As a race our expectations of life must surely be the single biggest contributor to our general unhappiness.

As adults we are well acquainted with reality and yet we constantly expect and hope for far more than we know can ever be delivered. This is idiocy and arrogance. We know how the world works, how much it costs and how people like to cut corners. A little thought and a little logic would rein in our runaway dreams and ensure that we are never disappointed again. No more will we be glass-half-full or glass-half-empty people. We will just be a people grateful for having a glass.

Take the opening of The Shard during the week. London's newest, biggest building. In fact it is the tallest building in Western Europe. For the time being.

According to news reports the general feeling was that people - i.e. the hoi polloi, you and me and your mama too - were a tad disappointed by the opening ceremony. It was something of a let down.

I must admit I didn't watch it but just caught the highlights on Newsround (I have kids, OK, what scope do you think I have to watch News24 these days?) - enough in itself to remove the high and the light from any ceremony.

I saw light displays from within the building itself and a laser show from the extremeties of the building. Admittedly there were no fireworks (that I saw) but I dare say they are stockpiling those for the Olympics.

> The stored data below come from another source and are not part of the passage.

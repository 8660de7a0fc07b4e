//! System Sets for Tool Cycling
//!
//! This module defines the execution order for tool cycling systems using Bevy's SystemSet pattern.
//! Activations are queued by input and applied before the layer is checked
//! for a change, so a layer switch is handled in the frame it lands.

use bevy::prelude::*;

/// System sets that define the execution order for tool cycling
#[derive(SystemSet, Debug, Hash, PartialEq, Eq, Clone)]
pub enum ToolCycleSystems {
    /// Hotkeys and toolbar clicks (queue activations, show the popup)
    Input,

    /// Apply queued activations to the scene controls
    Activation,

    /// React to a new active layer (tear down the popup, reset the tool)
    LayerChange,

    /// Tick the popup timeline and move the chips
    Popup,

    /// Redraw toolbar highlights
    Toolbar,
}

/// Plugin to configure system set ordering
pub struct ToolCycleSystemSetsPlugin;

impl Plugin for ToolCycleSystemSetsPlugin {
    fn build(&self, app: &mut App) {
        app.configure_sets(
            Update,
            (
                ToolCycleSystems::Input,
                ToolCycleSystems::Activation,
                ToolCycleSystems::LayerChange,
                ToolCycleSystems::Popup,
                ToolCycleSystems::Toolbar,
            )
                .chain(),
        );

        debug!("Tool cycle system sets configured");
    }
}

The opening ceremony seemed perfectly adequate to my mind. It's a building, for God's sake. What were people expecting it to do? Develop rocket thrusters Autobot style and blast off to the moon?

It's a building.

Back when I was a kid a new building was opened by having a local celeb cut a pink ribbon in front of the doors and then everyone downed a cheap glass of Liebfraumilch in the foyer and that was it. You counted yourself lucky if you were presented with a sausage and a pineapple chunk on a stick.

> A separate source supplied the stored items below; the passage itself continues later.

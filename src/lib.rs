//! Tool cycling for a scene toolbar, made with the Bevy game engine.

pub mod core;
pub mod plugin;
pub mod scene;
pub mod tools;
pub mod ui;
pub mod utils;


pub use plugin::ToolCyclePlugin;
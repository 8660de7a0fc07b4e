//! Utilities and Helper Functions
//!
//! - Logging configuration and setup

pub mod logger;
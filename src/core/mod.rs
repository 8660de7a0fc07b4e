//! Core application functionality
//!
//! This module contains the core application logic, including:
//! - Application initialization and configuration
//! - Settings and CLI handling
//! - Cursor tracking
//! - Error handling and system ordering

pub mod app;
pub mod cli;
pub mod cursor;
pub mod errors;
pub mod settings;
pub mod system_sets;

// Re-export commonly used items
pub use app::create_app;
pub use cli::CliArgs;
pub use cursor::{CursorInfo, CursorPlugin};
pub use settings::{CycleSettings, SettingsStore};
pub use system_sets::{ToolCycleSystemSetsPlugin, ToolCycleSystems};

It's a building. It doesn't do anything but stand there and gradually fall into decay by the unstoppable effects of entropy.

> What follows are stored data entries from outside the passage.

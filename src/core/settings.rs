// Settings /////////////////////////////////////////////////////////////////////
// Registered settings for tool cycling and the cycle popup. Every setting is
// registered with a default at start-up; a JSON file given on the command line
// may override values and keybindings. Values that are missing or of the wrong
// type never take effect: the registered default stays in place.

use std::collections::HashMap;
use std::path::Path;
use std::time::Duration;

use bevy::prelude::*;
use serde::Deserialize;
use serde_json::{Map, Value};

use crate::core::errors::{bail, CycleContext, CycleResult};
use crate::ui::popup::PopupSettings;

// Setting keys ///////////////////////////////////////////////////////////////

pub const CYCLE_ENABLED: &str = "cycleEnabled";
pub const RESET_ON_CHANGE: &str = "resetOnChange";
pub const SHOW_POPUP: &str = "showPopup";
pub const POPUP_MS: &str = "popupMs";
pub const SHOW_LAYER_ICON: &str = "showLayerIcon";
pub const ANIMATE_POPUP: &str = "animatePopup";

// Popup hold bounds //////////////////////////////////////////////////////////

/// Shortest hold the popup settings accept, in milliseconds
pub const POPUP_MS_MIN: i64 = 200;
/// Longest hold the popup settings accept, in milliseconds
pub const POPUP_MS_MAX: i64 = 3000;
pub const POPUP_MS_STEP: i64 = 100;
pub const POPUP_MS_DEFAULT: i64 = 900;

/// Who a setting applies to. Every tool cycling setting is shared by the
/// whole scene.
#[derive(Debug, Clone, Copy, PartialEq, Eq)]
pub enum SettingScope {
    World,
}

impl SettingScope {
    pub fn as_str(self) -> &'static str {
        match self {
            SettingScope::World => "world",
        }
    }
}

/// Value type of a setting
#[derive(Debug, Clone, Copy, PartialEq, Eq)]
pub enum SettingKind {
    Bool,
    Int { min: i64, max: i64, step: i64 },
}

/// A registered setting and its metadata
#[derive(Debug, Clone)]
pub struct SettingSpec {
    pub key: &'static str,
    pub name: &'static str,
    pub hint: &'static str,
    pub scope: SettingScope,
    pub kind: SettingKind,
    pub default: Value,
}

/// Shape of the JSON overrides file
#[derive(Debug, Default, Deserialize)]
#[serde(default)]
pub struct SettingsFile {
    pub settings: Map<String, Value>,
    /// Hotkey id → binding string, e.g. `"Ctrl+Alt+BracketRight"`
    pub keybindings: HashMap<String, String>,
}

/// The settings store: registered specs plus their current values
#[derive(Resource, Debug, Default)]
pub struct SettingsStore {
    specs: Vec<SettingSpec>,
    values: HashMap<&'static str, Value>,
}

impl SettingsStore {
    /// Register a setting, seeding its value with the default
    pub fn register(&mut self, spec: SettingSpec) {
        debug!("Registering setting: {} ({})", spec.name, spec.key);
        self.values.entry(spec.key).or_insert_with(|| spec.default.clone());
        self.specs.retain(|existing| existing.key != spec.key);
        self.specs.push(spec);
    }

    pub fn spec(&self, key: &str) -> Option<&SettingSpec> {
        self.specs.iter().find(|spec| spec.key == key)
    }

    pub fn specs(&self) -> &[SettingSpec] {
        &self.specs
    }

    /// One line per setting: key, scope, current value and name
    pub fn describe(&self) -> Vec<String> {
        self.specs
            .iter()
            .map(|spec| {
                let value = self.get(spec.key).unwrap_or(&Value::Null);
                format!(
                    "{:<14} [{}] = {:<5} {}",
                    spec.key,
                    spec.scope.as_str(),
                    value.to_string(),
                    spec.name
                )
            })
            .collect()
    }

    pub fn get(&self, key: &str) -> Option<&Value> {
        self.values.get(key)
    }

    /// A boolean setting; absent or non-boolean reads as disabled
    pub fn get_bool(&self, key: &str) -> bool {
        self.get(key).and_then(Value::as_bool).unwrap_or(false)
    }

    pub fn get_int(&self, key: &str) -> Option<i64> {
        self.get(key).and_then(Value::as_i64)
    }

    /// Set a registered setting, checking its type and range
    pub fn set(&mut self, key: &str, value: Value) -> CycleResult<()> {
        let Some(spec) = self.spec(key) else {
            bail!("Unknown setting '{key}'");
        };
        let key = spec.key;

        let value = match spec.kind {
            SettingKind::Bool => {
                if !value.is_boolean() {
                    bail!("Setting '{key}' expects a boolean, got {value}");
                }
                value
            }
            SettingKind::Int { min, max, step } => {
                let Some(raw) = value.as_f64() else {
                    bail!("Setting '{key}' expects a number, got {value}");
                };
                Value::from(snap_to_step(raw.round() as i64, min, max, step))
            }
        };

        self.values.insert(key, value);
        Ok(())
    }

    /// Apply overrides; bad entries are skipped with a warning
    pub fn apply_overrides(&mut self, overrides: &Map<String, Value>) {
        for (key, value) in overrides {
            if let Err(e) = self.set(key, value.clone()) {
                warn!("Ignoring settings override: {e}");
            }
        }
    }

    /// Read a settings file and apply its `settings` section
    pub fn load_overrides(&mut self, path: &Path) -> CycleResult<SettingsFile> {
        let contents = std::fs::read_to_string(path)
            .with_file_context("read settings", path)?;
        let file: SettingsFile = serde_json::from_str(&contents)
            .with_file_context("parse settings", path)?;

        self.apply_overrides(&file.settings);
        info!(
            "Loaded {} setting override(s) from {}",
            file.settings.len(),
            path.display()
        );
        Ok(file)
    }
}

/// Print the registered settings for debugging
pub fn print_settings(store: &SettingsStore) {
    info!("=== SETTINGS ===");
    for line in store.describe() {
        info!("{line}");
    }
    info!("================");
}

/// Clamp to `[min, max]` and snap onto the step grid anchored at `min`
fn snap_to_step(value: i64, min: i64, max: i64, step: i64) -> i64 {
    let clamped = value.clamp(min, max);
    if step <= 1 {
        return clamped;
    }
    let steps = ((clamped - min) as f64 / step as f64).round() as i64;
    (min + steps * step).min(max)
}

/// Register every tool cycling setting with its default
pub fn register_cycle_settings(store: &mut SettingsStore) {
    let bool_setting = |key, name, hint, default: bool| SettingSpec {
        key,
        name,
        hint,
        scope: SettingScope::World,
        kind: SettingKind::Bool,
        default: Value::Bool(default),
    };

    store.register(bool_setting(
        CYCLE_ENABLED,
        "Cycle tools with hotkeys",
        "Step through the active layer's tools with the cycle hotkeys.",
        true,
    ));
    store.register(bool_setting(
        RESET_ON_CHANGE,
        "Reset tool on layer change",
        "Switch back to the layer's first tool whenever the layer changes.",
        true,
    ));
    store.register(bool_setting(
        SHOW_POPUP,
        "Show cycle popup",
        "Show the tool icons above the cursor while cycling.",
        true,
    ));
    store.register(SettingSpec {
        key: POPUP_MS,
        name: "Popup duration (ms)",
        hint: "How long the cycle popup stays up after the last cycle.",
        scope: SettingScope::World,
        kind: SettingKind::Int {
            min: POPUP_MS_MIN,
            max: POPUP_MS_MAX,
            step: POPUP_MS_STEP,
        },
        default: Value::from(POPUP_MS_DEFAULT),
    });
    store.register(bool_setting(
        SHOW_LAYER_ICON,
        "Show layer icon in popup",
        "Lead the popup with an icon for the layer itself.",
        false,
    ));
    store.register(bool_setting(
        ANIMATE_POPUP,
        "Animate popup",
        "Fan the popup out and back in instead of showing it instantly.",
        true,
    ));
}

/// Typed snapshot of the settings the core reads
#[derive(Resource, Debug, Clone, Copy, PartialEq, Eq)]
pub struct CycleSettings {
    pub cycle_enabled: bool,
    pub reset_on_change: bool,
    pub show_popup: bool,
    pub popup_ms: u32,
    pub show_layer_icon: bool,
    pub animate_popup: bool,
}

impl Default for CycleSettings {
    fn default() -> Self {
        Self {
            cycle_enabled: true,
            reset_on_change: true,
            show_popup: true,
            popup_ms: POPUP_MS_DEFAULT as u32,
            show_layer_icon: false,
            animate_popup: true,
        }
    }
}

impl CycleSettings {
    pub fn from_store(store: &SettingsStore) -> Self {
        let popup_ms = store
            .get_int(POPUP_MS)
            .unwrap_or(POPUP_MS_DEFAULT)
            .clamp(POPUP_MS_MIN, POPUP_MS_MAX) as u32;

        Self {
            cycle_enabled: store.get_bool(CYCLE_ENABLED),
            reset_on_change: store.get_bool(RESET_ON_CHANGE),
            show_popup: store.get_bool(SHOW_POPUP),
            popup_ms,
            show_layer_icon: store.get_bool(SHOW_LAYER_ICON),
            animate_popup: store.get_bool(ANIMATE_POPUP),
        }
    }

    /// Everything the popup timeline needs to know
    pub fn popup(&self) -> PopupSettings {
        PopupSettings {
            enabled: self.show_popup,
            hold: Duration::from_millis(u64::from(self.popup_ms)),
            show_layer_icon: self.show_layer_icon,
            animate: self.animate_popup,
        }
    }
}

/// Keep the typed snapshot in step with the store
pub fn sync_cycle_settings(
    store: Res<SettingsStore>,
    mut settings: ResMut<CycleSettings>,
) {
    if !store.is_changed() {
        return;
    }
    let fresh = CycleSettings::from_store(&store);
    if *settings != fresh {
        debug!("Cycle settings updated: {:?}", fresh);
        *settings = fresh;
    }
}

#[cfg(test)]
mod tests {
    use super::*;
    use serde_json::json;

    fn registered() -> SettingsStore {
        let mut store = SettingsStore::default();
        register_cycle_settings(&mut store);
        store
    }

    #[test]
    fn registration_seeds_defaults() {
        let store = registered();
        assert_eq!(CycleSettings::from_store(&store), CycleSettings::default());
        assert_eq!(store.specs().len(), 6);
    }

    #[test]
    fn absent_settings_read_as_disabled() {
        let store = SettingsStore::default();
        let settings = CycleSettings::from_store(&store);
        assert!(!settings.cycle_enabled);
        assert!(!settings.show_popup);
        assert_eq!(settings.popup_ms, 900);
    }

    #[test]
    fn popup_ms_is_clamped_and_snapped() {
        let mut store = registered();
        store.set(POPUP_MS, json!(50)).unwrap();
        assert_eq!(store.get_int(POPUP_MS), Some(200));
        store.set(POPUP_MS, json!(99999)).unwrap();
        assert_eq!(store.get_int(POPUP_MS), Some(3000));
        store.set(POPUP_MS, json!(1249)).unwrap();
        assert_eq!(store.get_int(POPUP_MS), Some(1200));
    }

    #[test]
    fn wrong_type_overrides_keep_default() {
        let mut store = registered();
        let overrides = json!({
            "showPopup": "yes",
            "animatePopup": false,
            "noSuchSetting": true,
        });
        store.apply_overrides(overrides.as_object().unwrap());

        let settings = CycleSettings::from_store(&store);
        assert!(settings.show_popup);
        assert!(!settings.animate_popup);
        assert!(store.get("noSuchSetting").is_none());
    }

    #[test]
    fn describe_shows_scope_and_current_value() {
        let mut store = registered();
        store.set(POPUP_MS, json!(1500)).unwrap();

        let lines = store.describe();
        assert_eq!(lines.len(), 6);
        let popup_ms = lines
            .iter()
            .find(|line| line.starts_with(POPUP_MS))
            .unwrap();
        assert!(popup_ms.contains("[world]"), "{popup_ms}");
        assert!(popup_ms.contains("= 1500"), "{popup_ms}");
        assert!(popup_ms.ends_with("Popup duration (ms)"), "{popup_ms}");
    }

    #[test]
    fn popup_settings_carry_hold_duration() {
        let settings = CycleSettings {
            popup_ms: 1500,
            ..CycleSettings::default()
        };
        assert_eq!(settings.popup().hold, Duration::from_millis(1500));
    }

    #[test]
    fn settings_file_sections_default_to_empty() {
        let file: SettingsFile =
            serde_json::from_str(r#"{ "keybindings": { "cycleNext": "Ctrl+Period" } }"#)
                .unwrap();
        assert!(file.settings.is_empty());
        assert_eq!(file.keybindings["cycleNext"], "Ctrl+Period");
    }
}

Be grateful for the coloured lights and the lasers.

Even if they'd installed nude can-can dancers on the top floor no-one would have seen them.

At the end of the day this building is nothing more than an icon and a trophy for the rich and smug affluent enough to live and work there.

Personally I have already re-christened it The Shed and I do hope you will all assist my attempts to see that this new monicker soon catches on.

As for the aesthetics of the building itself... well, I've seen worse. At least it doesn't look like a car park.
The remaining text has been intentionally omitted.